Readers respond to Gary Younge on The Obama Effect, exchange views with Henry Siegman on Israel and comment about the subprime mortgage meltdown.

Our Readers and Henry Siegman

January 16, 2008

OBAMA: GREAT BLACK/WHITE HOPE

Chicago

Gary Younge’s “The Obama Effect” [Dec. 31] offers insight into the senator’s cross-racial appeal and that of others of the constructed “new generation of black leadership.” As Younge states, “race is…a performance,” and Barack Obama and his cohorts have mastered the act to become viable candidates–that is, to appeal to whites. Their race must be presented not as a source of contention but as a symbol of hope. Obama reminded us of this in his victory speech in Iowa, when he reiterated this feel-good theme: his biography, beginning with a black Kenyan father and a white American mother, is possible only in America.
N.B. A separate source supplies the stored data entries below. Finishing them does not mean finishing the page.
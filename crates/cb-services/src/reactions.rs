//! # Reaction coordination
//!
//! One voter, one entity, at most one reaction row. Clicking the same
//! polarity again retracts it; clicking the other one switches it in place.
//! Nothing is counted here: callers re-read tallies after every change.

use std::sync::Arc;

use tracing::debug;

use cb_core::{AnonymousId, Polarity, ReactionStore, Result, VotableEntity};

/// The mutation that was persisted.
#[derive(Debug, Clone, Copy, PartialEq, Eq)]
pub enum ReactionChange {
    Added(Polarity),
    Retracted(Polarity),
    Switched { from: Polarity, to: Polarity },
}

impl ReactionChange {
    /// The voter's reaction after the change.
    pub fn resulting(&self) -> Option<Polarity> {
        match self {
            ReactionChange::Added(p) => Some(*p),
            ReactionChange::Retracted(_) => None,
            ReactionChange::Switched { to, .. } => Some(*to),
        }
    }
}

/// Transition function of the per-voter toggle.
pub fn next_state(current: Option<Polarity>, desired: Polarity) -> Option<Polarity> {
    match current {
        Some(existing) if existing == desired => None,
        _ => Some(desired),
    }
}

pub struct ReactionCoordinator {
    store: Arc<dyn ReactionStore>,
}

impl ReactionCoordinator {
    pub fn new(store: Arc<dyn ReactionStore>) -> Self {
        Self { store }
    }

    /// Reads the voter's current reaction, then issues exactly one
    /// insert, delete or update. Store errors are returned untouched.
    pub async fn apply_reaction(
        &self,
        entity: VotableEntity,
        voter_id: &AnonymousId,
        desired: Polarity,
    ) -> Result<ReactionChange> {
        let change = match self.store.find_reaction(entity, voter_id).await? {
            None => {
                self.store.insert_reaction(entity, voter_id, desired).await?;
                ReactionChange::Added(desired)
            }
            Some(existing) if existing.polarity == desired => {
                self.store.delete_reaction(&existing).await?;
                ReactionChange::Retracted(desired)
            }
            Some(existing) => {
                self.store.update_reaction(&existing, desired).await?;
                ReactionChange::Switched { from: existing.polarity, to: desired }
            }
        };

        debug!(%entity, voter = %voter_id, ?change, "reaction applied");
        Ok(change)
    }
}
//! # cb-storage-local
//! Local filesystem implementation of `MediaStore`.
//! Objects keep their upload name and land in a directory sharded by the
//! SHA-256 of that name, so one folder never collects every upload.

use std::path::{Component, Path, PathBuf};

use async_trait::async_trait;
use cb_core::{AppError, MediaStore, Result};
use sha2::{Digest, Sha256};
use tokio::fs;
use tracing::debug;

pub struct LocalMediaStore {
    /// Root directory for all uploads (e.g., "./data/media")
    root_path: PathBuf,
    /// Public URL prefix (e.g., "/media")
    url_prefix: String,
}

impl LocalMediaStore {
    pub fn new(root: impl Into<PathBuf>, url_prefix: impl Into<String>) -> Self {
        Self {
            root_path: root.into(),
            url_prefix: url_prefix.into().trim_end_matches('/').to_string(),
        }
    }

    /// "ab/cd" for a name whose digest starts with "abcd".
    fn shard(name: &str) -> String {
        let digest = hex::encode(Sha256::digest(name.as_bytes()));
        format!("{}/{}", &digest[0..2], &digest[2..4])
    }

    fn object_path(&self, shard: &str, name: &str) -> PathBuf {
        let mut path = self.root_path.clone();
        path.extend(shard.split('/'));
        path.push(name);
        path
    }

    /// Names are single plain file names; anything path-like is refused.
    fn check_name(name: &str) -> Result<()> {
        let mut components = Path::new(name).components();
        match (components.next(), components.next()) {
            (Some(Component::Normal(_)), None) => Ok(()),
            _ => Err(AppError::validation(format!("invalid media object name: {name:?}"))),
        }
    }
}

#[async_trait]
impl MediaStore for LocalMediaStore {
    async fn put(&self, name: &str, data: Vec<u8>, content_type: &str) -> Result<String> {
        Self::check_name(name)?;
        let shard = Self::shard(name);
        let target = self.object_path(&shard, name);

        if let Some(parent) = target.parent() {
            fs::create_dir_all(parent)
                .await
                .map_err(|e| AppError::Unavailable(format!("media directory: {e}")))?;
        }
        if fs::try_exists(&target).await.unwrap_or(false) {
            return Err(AppError::Conflict(format!("media object {name} already exists")));
        }
        fs::write(&target, &data)
            .await
            .map_err(|e| AppError::Unavailable(format!("media write {name}: {e}")))?;

        debug!(name, content_type, bytes = data.len(), "media stored");
        Ok(format!("{}/{}/{}", self.url_prefix, shard, name))
    }
}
As the locus of black politics continues to shift from the church and the community to the boardroom and the academy, new presentations of race will be the norm for African-American candidates. Why would we expect them to act in the same way as the civil rights-era black politicians when circumstances have changed?

Yet I do not think we are in a postracial society, as the elated mainstream pundits claimed in the wake of Obama’s success in Iowa. Rather than signaling the end of racial politics, Obama’s spin on race shows the savvy of the post-civil rights black candidates in marginalizing race.

SUSAN SMITH RICHARDSON

Folly Beach, S.C.

Barack Obama may not have been raised in the black community and the black church, but he is shaped by them because of his adult choices. Organizing in Chicago is tough and gritty, and closer to the essential urban black experience than that of most of the black politicians Gary Younge mentions. The cadences of the black church Obama attends are in his speeches. And as he says, being passed up by New York taxis taught him quickly what it means to be black.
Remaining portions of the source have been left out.